The merchant republics of Italy were indeed the tip of the spear of capitalist development in Europe… up until the Italian Wars of the 16th century absolutely smashed the place up as the large feudal states sought to leech off the coffers of the prosperous area. After that, the locus of capitalist development shifted to the North Sea and concentrated around the Low Countries, the Rhine region, and England. Coincidentally, or not (!), these areas heavily overlapped with both the spread and popularity of the Reformation and subsequent attempts at expanding urban bourgeois power at the expense of hereditary elites. This thesis, as far as I’m aware, is relatively non-controversial among those who study the Early Modern period and the Reformation. Fugger remaining Catholic isn’t much of an argument against that thesis - it’s simply the observation that the Reformation and the development of powerful bourgeois institutions tended to go hand in hand during the Early Modern Period.

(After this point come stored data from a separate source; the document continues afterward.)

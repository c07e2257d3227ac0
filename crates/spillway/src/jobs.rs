//! Per-category job generation.
//!
//! Every discovered category value becomes one [`CategoryJob`]: a table
//! holding that category's rows and a view projecting a fixed set of
//! columns from it. Category values are untrusted; they reach SQL only as
//! quoted string literals, and the derived object names only ever contain
//! `[a-z0-9_]` (plus whatever the configured suffixes add).

use std::collections::{BTreeMap, HashSet};

use snafu::prelude::*;
use tracing::warn;

use sluice_core::error::WarehouseError;
use sluice_core::warehouse::{Statement, StatementKind, TableName, quote_identifier, quote_string};

use crate::config::{CollisionPolicy, DerivedConfig};
use crate::error::{CollisionSnafu, InvalidColumnSnafu, InvalidNameSnafu, PlanError};

/// Map a category value to an identifier fragment.
///
/// Lower-cases the value, then replaces every character outside
/// `[a-zA-Z0-9_]` with `_`, one replacement per character.
///
/// ```
/// use spillway::sanitize;
///
/// assert_eq!(sanitize("India"), "india");
/// assert_eq!(sanitize("U.S.A!"), "u_s_a_");
/// assert_eq!(sanitize("Côte d'Ivoire"), "c_te_d_ivoire");
/// ```
pub fn sanitize(value: &str) -> String {
    value
        .to_lowercase()
        .chars()
        .map(|c| {
            if c.is_ascii_alphanumeric() || c == '_' {
                c
            } else {
                '_'
            }
        })
        .collect()
}

/// The statements that materialize one category.
#[derive(Debug, Clone, PartialEq, Eq)]
pub struct CategoryJob {
    /// Raw category value as discovered.
    pub category: String,
    /// Identifier fragment used in the derived names.
    pub identifier: String,
    pub table: TableName,
    pub view: TableName,
    pub table_statement: Statement,
    pub view_statement: Statement,
}

/// Everything needed to turn a category value into a [`CategoryJob`].
#[derive(Debug, Clone)]
pub struct JobTemplate {
    project: String,
    table_dataset: String,
    view_dataset: String,
    table_suffix: String,
    view_suffix: String,
    staging: TableName,
    partition_column: String,
    projection: String,
    filter: String,
    on_collision: CollisionPolicy,
}

impl JobTemplate {
    /// Build a template, quoting every configured column up front.
    pub fn new(
        project: impl Into<String>,
        staging: TableName,
        partition_column: &str,
        derived: &DerivedConfig,
        on_collision: CollisionPolicy,
    ) -> Result<Self, PlanError> {
        let projection = derived
            .view_columns
            .iter()
            .map(|column| {
                Ok(format!(
                    "  {} AS {}",
                    quote_identifier(&column.name)?,
                    quote_identifier(&column.alias)?
                ))
            })
            .collect::<Result<Vec<_>, WarehouseError>>()
            .context(InvalidColumnSnafu)?
            .join(",\n");

        let filter = format!(
            "{} = {}",
            quote_identifier(&derived.filter_column).context(InvalidColumnSnafu)?,
            if derived.filter_value { "TRUE" } else { "FALSE" }
        );

        Ok(Self {
            project: project.into(),
            table_dataset: derived.table_dataset.clone(),
            view_dataset: derived.view_dataset().to_string(),
            table_suffix: derived.table_suffix.clone(),
            view_suffix: derived.view_suffix.clone(),
            staging,
            partition_column: quote_identifier(partition_column).context(InvalidColumnSnafu)?,
            projection,
            filter,
            on_collision,
        })
    }

    /// Build the job for one category, using its sanitized name.
    pub fn generate(&self, category: &str) -> Result<CategoryJob, PlanError> {
        self.generate_as(category, sanitize(category))
    }

    fn generate_as(&self, category: &str, identifier: String) -> Result<CategoryJob, PlanError> {
        let name = |dataset: &str, suffix: &str| {
            TableName::new(
                self.project.as_str(),
                dataset,
                format!("{identifier}{suffix}"),
            )
            .context(InvalidNameSnafu { category })
        };
        let table = name(&self.table_dataset, &self.table_suffix)?;
        let view = name(&self.view_dataset, &self.view_suffix)?;

        let table_statement = Statement::new(
            StatementKind::CreateTable,
            format!(
                "CREATE OR REPLACE TABLE {table} AS\nSELECT * FROM {staging}\nWHERE {column} = {value}",
                table = table.quoted(),
                staging = self.staging.quoted(),
                column = self.partition_column,
                value = quote_string(category),
            ),
        );

        let view_statement = Statement::new(
            StatementKind::CreateView,
            format!(
                "CREATE OR REPLACE VIEW {view} AS\nSELECT\n{projection}\nFROM {table}\nWHERE {filter}",
                view = view.quoted(),
                projection = self.projection,
                table = table.quoted(),
                filter = self.filter,
            ),
        );

        Ok(CategoryJob {
            category: category.to_string(),
            identifier,
            table,
            view,
            table_statement,
            view_statement,
        })
    }

    /// Build one job per category, in discovery order.
    ///
    /// Fails without building anything if two values collide and the
    /// policy is [`CollisionPolicy::Reject`].
    pub fn plan(&self, categories: &[String]) -> Result<Vec<CategoryJob>, PlanError> {
        let identifiers = assign_identifiers(categories, self.on_collision)?;
        categories
            .iter()
            .zip(identifiers)
            .map(|(category, identifier)| self.generate_as(category, identifier))
            .collect()
    }
}

fn assign_identifiers(
    categories: &[String],
    policy: CollisionPolicy,
) -> Result<Vec<String>, PlanError> {
    let mut identifiers: Vec<String> = categories.iter().map(|c| sanitize(c)).collect();

    let mut groups: BTreeMap<String, Vec<usize>> = BTreeMap::new();
    for (index, identifier) in identifiers.iter().enumerate() {
        groups.entry(identifier.clone()).or_default().push(index);
    }
    groups.retain(|_, members| members.len() > 1);

    if groups.is_empty() {
        return Ok(identifiers);
    }

    if policy == CollisionPolicy::Reject {
        let groups: Vec<String> = groups
            .iter()
            .map(|(identifier, members)| {
                let values: Vec<String> = members
                    .iter()
                    .map(|&i| format!("{:?}", categories[i]))
                    .collect();
                format!("{identifier}: {}", values.join(", "))
            })
            .collect();
        return CollisionSnafu { groups }.fail();
    }

    let mut used: HashSet<String> = identifiers.iter().cloned().collect();
    for (base, mut members) in groups {
        members.sort_by(|&a, &b| categories[a].cmp(&categories[b]));

        let mut n = 2;
        for &index in &members[1..] {
            let candidate = loop {
                let candidate = format!("{base}_{n}");
                n += 1;
                if used.insert(candidate.clone()) {
                    break candidate;
                }
            };
            warn!(
                category = %categories[index],
                identifier = %candidate,
                "Category collides with another after sanitizing, renamed"
            );
            identifiers[index] = candidate;
        }
    }

    Ok(identifiers)
}

#[cfg(test)]
mod tests {
    use super::*;
    use crate::config::ViewColumn;

    fn derived() -> DerivedConfig {
        serde_yaml::from_str("table_dataset: Data_Engineering").unwrap()
    }

    fn template(policy: CollisionPolicy) -> JobTemplate {
        JobTemplate::new(
            "proj",
            "proj.staging_data.global_data".parse().unwrap(),
            "country",
            &derived(),
            policy,
        )
        .unwrap()
    }

    fn categories(values: &[&str]) -> Vec<String> {
        values.iter().map(|v| v.to_string()).collect()
    }

    #[test]
    fn test_sanitize() {
        assert_eq!(sanitize("India"), "india");
        assert_eq!(sanitize("U.S.A!"), "u_s_a_");
        assert_eq!(sanitize("Bosnia and Herzegovina"), "bosnia_and_herzegovina");
        assert_eq!(sanitize("already_safe_01"), "already_safe_01");
        assert_eq!(sanitize(""), "");
    }

    #[test]
    fn test_sanitize_is_pure() {
        for value in ["India", "U.S.A!", "Türkiye", "x' OR '1'='1"] {
            assert_eq!(sanitize(value), sanitize(value));
            assert!(
                sanitize(value)
                    .chars()
                    .all(|c| c.is_ascii_lowercase() || c.is_ascii_digit() || c == '_')
            );
        }
    }

    #[test]
    fn test_sanitize_replaces_per_character() {
        // One underscore per non-ASCII scalar value
        assert_eq!(sanitize("Türkiye"), "t_rkiye");
        assert_eq!(sanitize("日本"), "__");
    }

    #[test]
    fn test_generate_table_statement() {
        let job = template(CollisionPolicy::Reject).generate("India").unwrap();

        assert_eq!(job.identifier, "india");
        assert_eq!(job.table.to_string(), "proj.Data_Engineering.india_table");
        assert_eq!(job.view.to_string(), "proj.Data_Engineering.india_view");
        assert_eq!(job.table_statement.kind, StatementKind::CreateTable);
        assert_eq!(
            job.table_statement.sql,
            "CREATE OR REPLACE TABLE `proj.Data_Engineering.india_table` AS\n\
             SELECT * FROM `proj.staging_data.global_data`\n\
             WHERE `country` = 'India'"
        );
    }

    #[test]
    fn test_generate_view_statement() {
        let job = template(CollisionPolicy::Reject).generate("India").unwrap();

        assert_eq!(job.view_statement.kind, StatementKind::CreateView);
        assert_eq!(
            job.view_statement.sql,
            "CREATE OR REPLACE VIEW `proj.Data_Engineering.india_view` AS\n\
             SELECT\n  \
             `Year` AS `year`,\n  \
             `Disease Name` AS `disease_name`,\n  \
             `Disease Category` AS `disease_category`,\n  \
             `Prevalence Rate` AS `prevalence_rate`,\n  \
             `Incidence Rate` AS `incidence_rate`\n\
             FROM `proj.Data_Engineering.india_table`\n\
             WHERE `Availability of Vaccines Treatment` = FALSE"
        );
    }

    #[test]
    fn test_category_value_is_quoted_not_spliced() {
        let job = template(CollisionPolicy::Reject)
            .generate("Cote d'Ivoire' OR '1'='1")
            .unwrap();

        assert!(
            job.table_statement
                .sql
                .ends_with(r"WHERE `country` = 'Cote d\'Ivoire\' OR \'1\'=\'1'")
        );
        assert_eq!(job.identifier, "cote_d_ivoire__or__1___1");
    }

    #[test]
    fn test_separate_view_dataset_and_columns() {
        let mut derived = derived();
        derived.view_dataset = Some("reporting".to_string());
        derived.view_columns = vec![ViewColumn::new("Year", "year")];
        derived.filter_value = true;

        let job = JobTemplate::new(
            "proj",
            "proj.staging_data.global_data".parse().unwrap(),
            "country",
            &derived,
            CollisionPolicy::Reject,
        )
        .unwrap()
        .generate("Kenya")
        .unwrap();

        assert_eq!(job.view.to_string(), "proj.reporting.kenya_view");
        assert!(job.view_statement.sql.contains("SELECT\n  `Year` AS `year`\nFROM"));
        assert!(job.view_statement.sql.ends_with("= TRUE"));
    }

    #[test]
    fn test_plan_cardinality_and_order() {
        let values = categories(&["Kenya", "India", "U.S.A!"]);
        let jobs = template(CollisionPolicy::Reject).plan(&values).unwrap();

        assert_eq!(jobs.len(), values.len());
        let identifiers: Vec<_> = jobs.iter().map(|j| j.identifier.as_str()).collect();
        assert_eq!(identifiers, vec!["kenya", "india", "u_s_a_"]);
    }

    #[test]
    fn test_plan_empty() {
        let jobs = template(CollisionPolicy::Reject).plan(&[]).unwrap();
        assert!(jobs.is_empty());
    }

    #[test]
    fn test_plan_rejects_collisions() {
        let values = categories(&["U.S.A!", "India", "U.S.A.", "INDIA", "Kenya"]);
        let err = template(CollisionPolicy::Reject).plan(&values).unwrap_err();

        match err {
            PlanError::Collision { groups } => {
                assert_eq!(groups.len(), 2);
                assert_eq!(groups[0], r#"india: "India", "INDIA""#);
                assert_eq!(groups[1], r#"u_s_a_: "U.S.A!", "U.S.A.""#);
            }
            other => panic!("Expected Collision, got {other:?}"),
        }
    }

    #[test]
    fn test_plan_disambiguates_by_raw_value() {
        let values = categories(&["india", "India", "Kenya"]);
        let jobs = template(CollisionPolicy::Disambiguate).plan(&values).unwrap();

        // "India" sorts before "india", so it keeps the plain name
        assert_eq!(jobs[0].identifier, "india_2");
        assert_eq!(jobs[1].identifier, "india");
        assert_eq!(jobs[2].identifier, "kenya");
        assert_eq!(jobs[0].table.table(), "india_2_table");
    }

    #[test]
    fn test_disambiguation_skips_taken_names() {
        let values = categories(&["a b", "a_b", "a_b_2"]);
        let jobs = template(CollisionPolicy::Disambiguate).plan(&values).unwrap();

        let identifiers: Vec<_> = jobs.iter().map(|j| j.identifier.as_str()).collect();
        assert_eq!(identifiers, vec!["a_b", "a_b_3", "a_b_2"]);
    }
}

I understand what you mean, there will always be other Christian sects, they have existed since the Gnostics until today, But an Angevin empire could make Lutheranism, Calvinism have the same fate as Donatists, Valentinianists, Bogomils, Paulicians, Cathars
Previous heretical sects and confessional groups were acting on similar impulses that the groups of the Reformation were launching their critique from, but I don’t believe you can remotely make a 1:1 comparison. This is purely because the technology of the printing press and resulting revolution in communication as well as the increasing unstableness of the feudal economic order made the Reformation’s challenge
vastly more viable and effective than previous groups. The printing press itself made something like the Reformation overdetermined because you could actually print vernacular Bibles and notice the contradictions inherent to what the word says versus what the practice of the church actually was. By being able to disseminate tracts to an increasingly literate audience at the same time as an urban bourgeois class was rising that directly benefitted from disestablishing Church and feudal institutions, this means that the power of the Reformation is just not comparable to previous heretical groups which either were made of small groups of dissident elites and their parishes (Arianism for example) or grassroots democratic critiques of church hierarchy and power (Catharism for example, sort of). I’m not arguing that the Reformation will happen because these groups will always come and go - I’m saying the material circumstances of the area made the Reformation’s partial success a near inevitability as opposed to earlier attempts.
No one is saying that Protestantism will die
Well no, the original person I was responding to in this thread said exactly this. And you yourself said the Angevins could “completely subjugate” Protestant reform. It’s unclear to me whether you meant throughout Europe or just in their realm, but my entire original objection here was against people saying that the Angevins would prevent or destroy Protestantism somehow.